Sekolah mesti belajar untuk bisa berjalan dengan sumber daya yang sedikit. Para profesional pendidikan harus membantu para siswa mengembangkan ketrampilan yang akan mereka butuhkan untuk bersaing dalam perekonomian global. Sayangnya, kebanyakan sekolah masih memandang bahwa mutu akan meningkat hanya jika masyarakat bersedia memberi dana yang lebih besar.
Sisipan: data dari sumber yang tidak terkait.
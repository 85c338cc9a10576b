//! Per-file presentation: size labels, inline-view capability, icon category
//! and the public URL a file is served under.

use crate::types::FileEntry;
use serde::Serialize;
use std::path::{Component, Path};

/// Public URL prefix the data root is served under.
pub const PUBLIC_DATA_PREFIX: &str = "/data";

const SIZE_UNITS: [&str; 4] = ["Bytes", "KB", "MB", "GB"];

/// Format a byte count with 1024-based units, rounded to two decimals.
///
/// `0` → `"0 Bytes"`, `1536` → `"1.5 KB"`. Sizes past the largest unit stay
/// in GB.
pub fn format_file_size(bytes: u64) -> String {
    if bytes == 0 {
        return "0 Bytes".to_string();
    }
    let mut unit = 0;
    let mut scaled = bytes as f64;
    while scaled >= 1024.0 && unit < SIZE_UNITS.len() - 1 {
        scaled /= 1024.0;
        unit += 1;
    }
    let rounded = (scaled * 100.0).round() / 100.0;
    format!("{} {}", rounded, SIZE_UNITS[unit])
}

/// How a viewable file is previewed.
#[derive(Debug, Clone, Copy, PartialEq, Eq, Serialize)]
#[serde(rename_all = "lowercase")]
pub enum PreviewKind {
    Pdf,
    Image,
}

/// What a reader can do with a file.
#[derive(Debug, Clone, Copy, PartialEq, Eq, Serialize)]
#[serde(rename_all = "snake_case", tag = "action", content = "preview")]
pub enum FileCapability {
    /// Inline preview plus download.
    View(PreviewKind),
    DownloadOnly,
}

const IMAGE_EXTENSIONS: [&str; 6] = [".jpg", ".jpeg", ".png", ".gif", ".svg", ".webp"];

/// Preview kind for an extension (with leading `.`), case-insensitive.
pub fn preview_kind(extension: Option<&str>) -> Option<PreviewKind> {
    let ext = extension?.to_ascii_lowercase();
    if ext == ".pdf" {
        Some(PreviewKind::Pdf)
    } else if IMAGE_EXTENSIONS.contains(&ext.as_str()) {
        Some(PreviewKind::Image)
    } else {
        None
    }
}

pub fn is_viewable(extension: Option<&str>) -> bool {
    preview_kind(extension).is_some()
}

/// Capability of an entry; directories get none.
pub fn capability(entry: &FileEntry) -> Option<FileCapability> {
    if !entry.is_file() {
        return None;
    }
    Some(match preview_kind(entry.extension.as_deref()) {
        Some(kind) => FileCapability::View(kind),
        None => FileCapability::DownloadOnly,
    })
}

/// Icon family of an entry.
#[derive(Debug, Clone, Copy, PartialEq, Eq, Serialize)]
#[serde(rename_all = "lowercase")]
pub enum FileCategory {
    Folder,
    Pdf,
    Document,
    Presentation,
    Spreadsheet,
    Archive,
    Image,
    Video,
    Audio,
    Text,
    Code,
    Other,
}

impl FileCategory {
    pub fn from_extension(extension: Option<&str>) -> Self {
        let Some(ext) = extension else {
            return FileCategory::Folder;
        };
        match ext.to_ascii_lowercase().as_str() {
            ".pdf" => FileCategory::Pdf,
            ".doc" | ".docx" => FileCategory::Document,
            ".ppt" | ".pptx" => FileCategory::Presentation,
            ".xls" | ".xlsx" => FileCategory::Spreadsheet,
            ".zip" | ".rar" | ".7z" => FileCategory::Archive,
            ".jpg" | ".jpeg" | ".png" | ".gif" | ".svg" => FileCategory::Image,
            ".mp4" | ".avi" | ".mov" => FileCategory::Video,
            ".mp3" | ".wav" => FileCategory::Audio,
            ".txt" | ".md" => FileCategory::Text,
            ".py" | ".js" | ".java" | ".cpp" | ".c" => FileCategory::Code,
            _ => FileCategory::Other,
        }
    }

    pub fn icon(&self) -> &'static str {
        match self {
            FileCategory::Folder => "📁",
            FileCategory::Pdf | FileCategory::Other => "📄",
            FileCategory::Document => "📝",
            FileCategory::Presentation => "📊",
            FileCategory::Spreadsheet => "📈",
            FileCategory::Archive => "🗜️",
            FileCategory::Image => "🖼️",
            FileCategory::Video => "🎥",
            FileCategory::Audio => "🎵",
            FileCategory::Text => "📃",
            FileCategory::Code => "💻",
        }
    }
}

/// URL a file under `data_root` is served at: `/data/<relative path>`.
///
/// `None` when `path` is not below `data_root`.
pub fn public_url(data_root: &Path, path: &Path) -> Option<String> {
    let relative = path.strip_prefix(data_root).ok()?;
    let mut url = String::from(PUBLIC_DATA_PREFIX);
    for component in relative.components() {
        match component {
            Component::Normal(name) => {
                url.push('/');
                url.push_str(&name.to_string_lossy());
            }
            Component::CurDir => {}
            _ => return None,
        }
    }
    Some(url)
}

/// Presentation row for one leaf entry.
#[derive(Debug, Clone, PartialEq, Eq, Serialize)]
#[serde(rename_all = "camelCase")]
pub struct FileRow {
    pub name: String,
    #[serde(skip_serializing_if = "Option::is_none")]
    pub size: Option<u64>,
    #[serde(skip_serializing_if = "Option::is_none")]
    pub size_label: Option<String>,
    pub category: FileCategory,
    #[serde(skip_serializing_if = "Option::is_none")]
    pub capability: Option<FileCapability>,
    #[serde(skip_serializing_if = "Option::is_none")]
    pub url: Option<String>,
}

impl FileRow {
    pub fn new(entry: &FileEntry, data_root: &Path) -> Self {
        Self {
            name: entry.name.clone(),
            size: entry.size,
            size_label: entry.size.map(format_file_size),
            category: FileCategory::from_extension(entry.extension.as_deref()),
            capability: capability(entry),
            url: public_url(data_root, &entry.path),
        }
    }
}
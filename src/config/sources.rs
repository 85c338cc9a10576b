//! Configuration sources, each adding one layer to a builder.

pub mod environment;
pub mod global_file;
pub mod workspace_file;
//! Hierarchy scanner
//!
//! Walks the fixed `department/course/instructor/type/<files>` layout below the
//! data root and produces one [`MaterialGroup`] per leaf directory. Every call
//! re-resolves the data root and re-reads the tree and sidecar documents;
//! nothing is cached. Every operation returns a possibly empty result and
//! never fails. Keys that would leave the data root (`..`, separators,
//! absolute paths) select nothing.

use crate::metadata::{
    self, display_name, CourseRecord, DepartmentRecord, InstructorRecord, Mapping, TypeRecord,
};
use crate::tree::{is_child_key, list_directory, list_subdirectories, RootLocator};
use crate::types::{CourseSummary, DepartmentSummary, FileEntry, MaterialGroup};
use std::path::{Path, PathBuf};

/// Read-only view over a material tree.
#[derive(Debug, Clone, Default)]
pub struct Scanner {
    locator: RootLocator,
}

impl Scanner {
    /// Scanner rooted at a fixed directory.
    pub fn at(root: impl Into<PathBuf>) -> Self {
        Self {
            locator: RootLocator::Fixed(root.into()),
        }
    }

    pub fn with_locator(locator: RootLocator) -> Self {
        Self { locator }
    }

    /// Data root as resolved for this call.
    pub fn data_root(&self) -> PathBuf {
        self.locator.resolve()
    }

    /// Department keys: subdirectories of the data root.
    pub fn departments(&self) -> Vec<String> {
        let root = self.data_root();
        if !root.exists() {
            tracing::warn!("Data directory not found: {}", root.display());
            return Vec::new();
        }
        list_subdirectories(&root)
    }

    /// Departments with labels from `dept.json`.
    pub fn department_summaries(&self) -> Vec<DepartmentSummary> {
        let root = self.data_root();
        let mapping = metadata::load_departments(&root);
        self.departments()
            .into_iter()
            .map(|key| {
                let farsi_name = mapping.get(&key).and_then(|r| r.farsi_name.clone());
                DepartmentSummary {
                    display_name: display_name(&key, &mapping),
                    farsi_name,
                    key,
                }
            })
            .collect()
    }

    /// Course keys of one department.
    pub fn department_courses(&self, department: &str) -> Vec<String> {
        if !keys_are_children(&[department]) {
            return Vec::new();
        }
        let dept_path = self.data_root().join(department);
        if !dept_path.exists() {
            return Vec::new();
        }
        list_subdirectories(&dept_path)
    }

    /// Courses of one department with labels from its `course.json`.
    pub fn course_summaries(&self, department: &str) -> Vec<CourseSummary> {
        let mapping = self.course_metadata(department);
        self.department_courses(department)
            .into_iter()
            .map(|key| {
                let code = mapping.get(&key).and_then(|r| r.code.clone());
                CourseSummary {
                    display_name: display_name(&key, &mapping),
                    code,
                    key,
                }
            })
            .collect()
    }

    /// All material groups of one department, in name order at every level.
    ///
    /// Sidecar documents are loaded once per call. Course, instructor and type
    /// directories without subdirectories contribute nothing; unreadable
    /// subtrees are logged by the enumerator and contribute nothing.
    pub fn department_materials(&self, department: &str) -> Vec<MaterialGroup> {
        if !keys_are_children(&[department]) {
            return Vec::new();
        }
        let root = self.data_root();
        let dept_path = root.join(department);
        if !dept_path.exists() {
            return Vec::new();
        }

        let labels = Labels {
            courses: metadata::load_courses(&root, department),
            instructors: metadata::load_instructors(&root, department),
            types: metadata::load_types(&root),
        };

        let mut materials = Vec::new();
        for course in list_subdirectories(&dept_path) {
            let course_path = dept_path.join(&course);
            for instructor in list_subdirectories(&course_path) {
                let instructor_path = course_path.join(&instructor);
                for material_type in list_subdirectories(&instructor_path) {
                    let files = list_directory(&instructor_path.join(&material_type));
                    materials.push(labels.group(
                        department,
                        &course,
                        &instructor,
                        &material_type,
                        files,
                    ));
                }
            }
        }

        tracing::debug!(
            department,
            groups = materials.len(),
            "Scanned department materials"
        );
        materials
    }

    /// Entries of one leaf directory.
    pub fn materials_at_path(
        &self,
        department: &str,
        course: &str,
        instructor: &str,
        material_type: &str,
    ) -> Vec<FileEntry> {
        if !keys_are_children(&[department, course, instructor, material_type]) {
            return Vec::new();
        }
        list_directory(&leaf_path(
            &self.data_root(),
            department,
            course,
            instructor,
            material_type,
        ))
    }

    pub fn department_metadata(&self) -> Mapping<DepartmentRecord> {
        metadata::load_departments(&self.data_root())
    }

    pub fn type_metadata(&self) -> Mapping<TypeRecord> {
        metadata::load_types(&self.data_root())
    }

    pub fn course_metadata(&self, department: &str) -> Mapping<CourseRecord> {
        if !keys_are_children(&[department]) {
            return Mapping::new();
        }
        metadata::load_courses(&self.data_root(), department)
    }

    pub fn instructor_metadata(&self, department: &str) -> Mapping<InstructorRecord> {
        if !keys_are_children(&[department]) {
            return Mapping::new();
        }
        metadata::load_instructors(&self.data_root(), department)
    }

    pub fn department_display_name(&self, department: &str) -> String {
        display_name(department, &self.department_metadata())
    }

    pub fn course_display_name(&self, department: &str, course: &str) -> String {
        display_name(course, &self.course_metadata(department))
    }

    pub fn instructor_display_name(&self, department: &str, instructor: &str) -> String {
        display_name(instructor, &self.instructor_metadata(department))
    }

    pub fn type_display_name(&self, material_type: &str) -> String {
        display_name(material_type, &self.type_metadata())
    }
}

fn keys_are_children(keys: &[&str]) -> bool {
    match keys.iter().find(|key| !is_child_key(key)) {
        Some(bad) => {
            tracing::warn!("Ignoring key outside the data root: {:?}", bad);
            false
        }
        None => true,
    }
}

/// Path of a leaf directory below `root`.
pub fn leaf_path(
    root: &Path,
    department: &str,
    course: &str,
    instructor: &str,
    material_type: &str,
) -> PathBuf {
    root.join(department)
        .join(course)
        .join(instructor)
        .join(material_type)
}

/// Sidecar mappings for one department scan.
struct Labels {
    courses: Mapping<CourseRecord>,
    instructors: Mapping<InstructorRecord>,
    types: Mapping<TypeRecord>,
}

impl Labels {
    fn group(
        &self,
        department: &str,
        course: &str,
        instructor: &str,
        material_type: &str,
        files: Vec<FileEntry>,
    ) -> MaterialGroup {
        MaterialGroup {
            department: department.to_string(),
            course: course.to_string(),
            instructor: instructor.to_string(),
            material_type: material_type.to_string(),
            files,
            course_display_name: Some(display_name(course, &self.courses)),
            instructor_display_name: Some(display_name(instructor, &self.instructors)),
            type_display_name: Some(display_name(material_type, &self.types)),
        }
    }
}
Padahal dana bukanlah hal utama dalam perbaikan mutu pendidikan.
Mutu pendidikan akan meningkat bila administrator, guru, staf dan anggota dewan sekolah mengembangkan sikap baru yang terfokus pada kepemimpinan, kerja tim, kooperasi, akuntabilias dan pengakuan. (Jerome S. Arcaro, Pendidikan Berbasis Mutu Prinsip-prinsip Perumusan dan Tata Langkah Penerapan, Yogyakarta: Pustaka Pelajar, cetakan ke-4, 2007, hal. 2, 75, 77).
Pembelajaran terkait dengan bagaimana (how to) membelajarkan siswa atau bagaimana membuat siswa dapat belajar dengan mudah dan terdorong oleh kemauannya sendiri untuk mempelajari apa (what to) yang teraktualisasikan dalam kurikulum sebagai kebutuhan (needs) peserta didik.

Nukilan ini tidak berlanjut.